→ **Brief**
Each entry below should be retyped exactly as given.

[Collected data]
----------

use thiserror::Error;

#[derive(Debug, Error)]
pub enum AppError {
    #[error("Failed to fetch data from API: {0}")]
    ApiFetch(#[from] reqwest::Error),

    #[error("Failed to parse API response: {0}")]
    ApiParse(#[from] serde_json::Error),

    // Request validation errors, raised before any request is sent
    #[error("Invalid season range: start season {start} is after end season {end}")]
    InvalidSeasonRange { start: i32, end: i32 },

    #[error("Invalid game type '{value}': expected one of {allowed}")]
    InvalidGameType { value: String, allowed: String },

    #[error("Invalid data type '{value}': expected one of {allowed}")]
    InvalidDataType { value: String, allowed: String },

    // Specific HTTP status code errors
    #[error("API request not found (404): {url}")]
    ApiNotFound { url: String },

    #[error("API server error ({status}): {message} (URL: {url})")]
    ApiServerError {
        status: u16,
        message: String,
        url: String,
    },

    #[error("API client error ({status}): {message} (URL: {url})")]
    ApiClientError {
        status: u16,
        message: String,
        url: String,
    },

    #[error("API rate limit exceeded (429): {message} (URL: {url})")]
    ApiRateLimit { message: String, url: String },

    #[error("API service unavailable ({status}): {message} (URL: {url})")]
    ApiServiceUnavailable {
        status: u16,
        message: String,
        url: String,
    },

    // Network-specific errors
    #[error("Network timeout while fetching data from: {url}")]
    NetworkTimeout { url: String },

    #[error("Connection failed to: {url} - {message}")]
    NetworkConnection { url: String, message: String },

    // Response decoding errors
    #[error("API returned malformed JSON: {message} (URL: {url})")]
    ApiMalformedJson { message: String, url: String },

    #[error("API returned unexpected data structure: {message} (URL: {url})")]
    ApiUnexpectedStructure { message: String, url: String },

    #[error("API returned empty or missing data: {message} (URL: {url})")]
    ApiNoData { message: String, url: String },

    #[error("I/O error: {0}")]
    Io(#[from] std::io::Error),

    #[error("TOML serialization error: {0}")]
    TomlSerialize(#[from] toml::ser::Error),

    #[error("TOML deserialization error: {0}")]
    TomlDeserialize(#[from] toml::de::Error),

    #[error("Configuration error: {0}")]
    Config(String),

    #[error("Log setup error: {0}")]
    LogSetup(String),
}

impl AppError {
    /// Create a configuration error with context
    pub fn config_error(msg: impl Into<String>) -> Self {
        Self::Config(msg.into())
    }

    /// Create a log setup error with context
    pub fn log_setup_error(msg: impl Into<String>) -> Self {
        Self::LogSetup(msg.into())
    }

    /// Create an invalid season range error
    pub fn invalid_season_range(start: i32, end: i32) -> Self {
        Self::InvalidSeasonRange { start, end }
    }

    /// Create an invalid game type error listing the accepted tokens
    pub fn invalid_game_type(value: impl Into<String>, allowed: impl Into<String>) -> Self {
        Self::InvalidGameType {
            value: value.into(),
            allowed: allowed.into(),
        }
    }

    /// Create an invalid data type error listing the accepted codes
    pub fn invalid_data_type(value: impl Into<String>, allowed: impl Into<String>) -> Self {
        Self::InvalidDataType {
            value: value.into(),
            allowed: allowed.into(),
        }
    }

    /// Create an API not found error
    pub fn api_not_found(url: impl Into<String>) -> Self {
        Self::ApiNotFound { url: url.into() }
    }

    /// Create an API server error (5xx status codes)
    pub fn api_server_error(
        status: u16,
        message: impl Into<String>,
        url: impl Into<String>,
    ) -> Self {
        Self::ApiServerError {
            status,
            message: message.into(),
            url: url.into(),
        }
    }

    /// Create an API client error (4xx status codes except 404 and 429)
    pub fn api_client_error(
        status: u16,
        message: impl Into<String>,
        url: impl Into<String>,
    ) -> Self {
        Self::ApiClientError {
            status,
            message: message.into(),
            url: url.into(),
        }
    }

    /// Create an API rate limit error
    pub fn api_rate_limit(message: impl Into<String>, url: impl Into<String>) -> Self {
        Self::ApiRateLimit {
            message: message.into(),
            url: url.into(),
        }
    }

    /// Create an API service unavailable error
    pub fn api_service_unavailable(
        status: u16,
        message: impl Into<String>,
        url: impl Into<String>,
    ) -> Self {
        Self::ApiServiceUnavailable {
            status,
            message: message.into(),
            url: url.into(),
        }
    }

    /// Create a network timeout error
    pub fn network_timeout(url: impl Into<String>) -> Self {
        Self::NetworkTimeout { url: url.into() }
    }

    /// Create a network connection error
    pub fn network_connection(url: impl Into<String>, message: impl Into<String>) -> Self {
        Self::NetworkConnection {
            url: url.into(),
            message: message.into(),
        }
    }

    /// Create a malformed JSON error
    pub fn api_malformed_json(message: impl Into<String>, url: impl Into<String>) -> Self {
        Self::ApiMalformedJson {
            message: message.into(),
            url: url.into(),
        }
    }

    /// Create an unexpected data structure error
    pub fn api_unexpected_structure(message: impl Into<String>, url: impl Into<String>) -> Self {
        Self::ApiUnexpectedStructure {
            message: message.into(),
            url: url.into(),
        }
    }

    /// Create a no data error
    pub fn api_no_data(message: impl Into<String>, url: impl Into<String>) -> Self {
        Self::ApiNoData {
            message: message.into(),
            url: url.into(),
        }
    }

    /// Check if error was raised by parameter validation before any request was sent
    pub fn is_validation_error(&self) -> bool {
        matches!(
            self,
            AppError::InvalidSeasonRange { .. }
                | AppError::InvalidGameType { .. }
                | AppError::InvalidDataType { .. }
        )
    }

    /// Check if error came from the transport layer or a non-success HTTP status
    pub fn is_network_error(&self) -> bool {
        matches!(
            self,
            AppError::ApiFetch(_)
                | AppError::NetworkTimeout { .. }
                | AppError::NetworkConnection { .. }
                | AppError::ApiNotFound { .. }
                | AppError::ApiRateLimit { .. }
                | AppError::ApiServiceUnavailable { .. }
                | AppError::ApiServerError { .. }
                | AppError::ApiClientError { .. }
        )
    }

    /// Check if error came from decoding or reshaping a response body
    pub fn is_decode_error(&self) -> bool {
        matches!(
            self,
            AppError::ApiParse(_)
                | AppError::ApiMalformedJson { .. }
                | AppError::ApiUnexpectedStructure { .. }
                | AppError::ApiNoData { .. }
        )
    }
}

----------

→ **Task output**
use thiserror::Error;

#[derive(Debug, Error)]
pub enum AppError {
    #[error("Failed to fetch data from API: {0}")]
    ApiFetch(#[from] reqwest::Error),

    #[error("Failed to parse API response: {0}")]
    ApiParse(#[from] serde_json::Error),

    // Request validation errors, raised before any request is sent
    #[error("Invalid season range: start season {start} is after end season {end}")]
    InvalidSeasonRange { start: i32, end: i32 },

    #[error("Invalid game type '{value}': expected one of {allowed}")]
    InvalidGameType { value: String, allowed: String },

    #[error("Invalid data type '{value}': expected one of {allowed}")]
    InvalidDataType { value: String, allowed: String },

    // Specific HTTP status code errors
    #[error("API request not found (404): {url}")]
    ApiNotFound { url: String },

    #[error("API server error ({status}): {message} (URL: {url})")]
    ApiServerError {
        status: u16,
        message: String,
        url: String,
    },

    #[error("API client error ({status}): {message} (URL: {url})")]
    ApiClientError {
        status: u16,
        message: String,
        url: String,
    },

    #[error("API rate limit exceeded (429): {message} (URL: {url})")]
    ApiRateLimit { message: String, url: String },

    #[error("API service unavailable ({status}): {message} (URL: {url})")]
    ApiServiceUnavailable {
        status: u16,
        message: String,
        url: String,
    },

    // Network-specific errors
    #[error("Network timeout while fetching data from: {url}")]
    NetworkTimeout { url: String },

    #[error("Connection failed to: {url} - {message}")]
    NetworkConnection { url: String, message: String },

    // Response decoding errors
    #[error("API returned malformed JSON: {message} (URL: {url})")]
    ApiMalformedJson { message: String, url: String },

    #[error("API returned unexpected data structure: {message} (URL: {url})")]
    ApiUnexpectedStructure { message: String, url: String },

    #[error("API returned empty or missing data: {message} (URL: {url})")]
    ApiNoData { message: String, url: String },

    #[error("I/O error: {0}")]
    Io(#[from] std::io::Error),

    #[error("TOML serialization error: {0}")]
    TomlSerialize(#[from] toml::ser::Error),

    #[error("TOML deserialization error: {0}")]
    TomlDeserialize(#[from] toml::de::Error),

    #[error("Configuration error: {0}")]
    Config(String),

    #[error("Log setup error: {0}")]
    LogSetup(String),
}

impl AppError {
    /// Create a configuration error with context
    pub fn config_error(msg: impl Into<String>) -> Self {
        Self::Config(msg.into())
    }

    /// Create a log setup error with context
    pub fn log_setup_error(msg: impl Into<String>) -> Self {
        Self::LogSetup(msg.into())
    }

    /// Create an invalid season range error
    pub fn invalid_season_range(start: i32, end: i32) -> Self {
        Self::InvalidSeasonRange { start, end }
    }

    /// Create an invalid game type error listing the accepted tokens
    pub fn invalid_game_type(value: impl Into<String>, allowed: impl Into<String>) -> Self {
        Self::InvalidGameType {
            value: value.into(),
            allowed: allowed.into(),
        }
    }

    /// Create an invalid data type error listing the accepted codes
    pub fn invalid_data_type(value: impl Into<String>, allowed: impl Into<String>) -> Self {
        Self::InvalidDataType {
            value: value.into(),
            allowed: allowed.into(),
        }
    }

    /// Create an API not found error
    pub fn api_not_found(url: impl Into<String>) -> Self {
        Self::ApiNotFound { url: url.into() }
    }

    /// Create an API server error (5xx status codes)
    pub fn api_server_error(
        status: u16,
        message: impl Into<String>,
        url: impl Into<String>,
    ) -> Self {
        Self::ApiServerError {
            status,
            message: message.into(),
            url: url.into(),
        }
    }

    /// Create an API client error (4xx status codes except 404 and 429)
    pub fn api_client_error(
        status: u16,
        message: impl Into<String>,
        url: impl Into<String>,
    ) -> Self {
        Self::ApiClientError {
            status,
            message: message.into(),
            url: url.into(),
        }
    }

    /// Create an API rate limit error
    pub fn api_rate_limit(message: impl Into<String>, url: impl Into<String>) -> Self {
        Self::ApiRateLimit {
            message: message.into(),
            url: url.into(),
        }
    }

    /// Create an API service unavailable error
    pub fn api_service_unavailable(
        status: u16,
        message: impl Into<String>,
        url: impl Into<String>,
    ) -> Self {
        Self::ApiServiceUnavailable {
            status,
            message: message.into(),
            url: url.into(),
        }
    }

    /// Create a network timeout error
    pub fn network_timeout(url: impl Into<String>) -> Self {
        Self::NetworkTimeout { url: url.into() }
    }

    /// Create a network connection error
    pub fn network_connection(url: impl Into<String>, message: impl Into<String>) -> Self {
        Self::NetworkConnection {
            url: url.into(),
            message: message.into(),
        }
    }

    /// Create a malformed JSON error
    pub fn api_malformed_json(message: impl Into<String>, url: impl Into<String>) -> Self {
        Self::ApiMalformedJson {
            message: message.into(),
            url: url.into(),
        }
    }

    /// Create an unexpected data structure error
    pub fn api_unexpected_structure(message: impl Into<String>, url: impl Into<String>) -> Self {
        Self::ApiUnexpectedStructure {
            message: message.into(),
            url: url.into(),
        }
    }

    /// Create a no data error
    pub fn api_no_data(message: impl Into<String>, url: impl Into<String>) -> Self {
        Self::ApiNoData {
            message: message.into(),
            url: url.into(),
        }
    }

    /// Check if error was raised by parameter validation before any request was sent
    pub fn is_validation_error(&self) -> bool {
        matches!(
            self,
            AppError::InvalidSeasonRange { .. }
                | AppError::InvalidGameType { .. }
                | AppError::InvalidDataType { .. }
        )
    }

    /// Check if error came from the transport layer or a non-success HTTP status
    pub fn is_network_error(&self) -> bool {
        matches!(
            self,
            AppError::ApiFetch(_)
                | AppError::NetworkTimeout { .. }
                | AppError::NetworkConnection { .. }
                | AppError::ApiNotFound { .. }
                | AppError::ApiRateLimit { .. }
                | AppError::ApiServiceUnavailable { .. }
                | AppError::ApiServerError { .. }
                | AppError::ApiClientError { .. }
        )
    }

    /// Check if error came from decoding or reshaping a response body
    pub fn is_decode_error(&self) -> bool {
        matches!(
            self,
            AppError::ApiParse(_)
                | AppError::ApiMalformedJson { .. }
                | AppError::ApiUnexpectedStructure { .. }
                | AppError::ApiNoData { .. }
        )
    }
}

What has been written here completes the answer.